◆ **EXCERPTED DATA**

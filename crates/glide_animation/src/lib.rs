//! Glide Animation
//!
//! Time-based primitives that drive scroll motion.
//!
//! # Features
//!
//! - **Easing**: normalized curves, cubic ease-out by default
//! - **Axis Tweens**: start/change/duration/elapsed tweens that can be retargeted mid-flight
//! - **Frame Clock**: a monotonically advancing clock fed by the host's frame ticks

pub mod clock;
pub mod easing;
pub mod tween;

pub use clock::FrameClock;
pub use easing::Easing;
pub use tween::AxisTween;
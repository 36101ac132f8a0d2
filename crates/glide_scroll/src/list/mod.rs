//! Virtualized lists
//!
//! A [`VirtualList`] keeps one [`VirtualItemSlot`] per item but binds
//! widgets only to the items that intersect the view. Widgets leaving the
//! window are rebound to entering items or returned to the
//! [`ItemRecycler`] pool keyed by [`ResourceId`].

mod content;
mod item;
mod layout;
mod recycler;
mod virtual_list;

pub use content::{ItemProvider, ItemRenderer, MAX_FILL_ATTEMPTS};
pub use item::{ItemFactory, ListItem, Positionable, Resizable, ResourceId, WidgetKind};
pub use layout::{ListLayout, VirtualItemSlot, VirtualLayoutEngine};
pub use recycler::{ItemRecycler, RecyclerStats, WidgetId};
pub use virtual_list::{loop_mode_for, SelectionChange, SelectionMode, VirtualList};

◆ **PROBLEM TO SOLVE**
In the material above, please find every line that includes the word "layout" and copy it.

◆ **RESPONSE TO THE TASK**
mod layout;
pub use layout::{ListLayout, VirtualItemSlot, VirtualLayoutEngine};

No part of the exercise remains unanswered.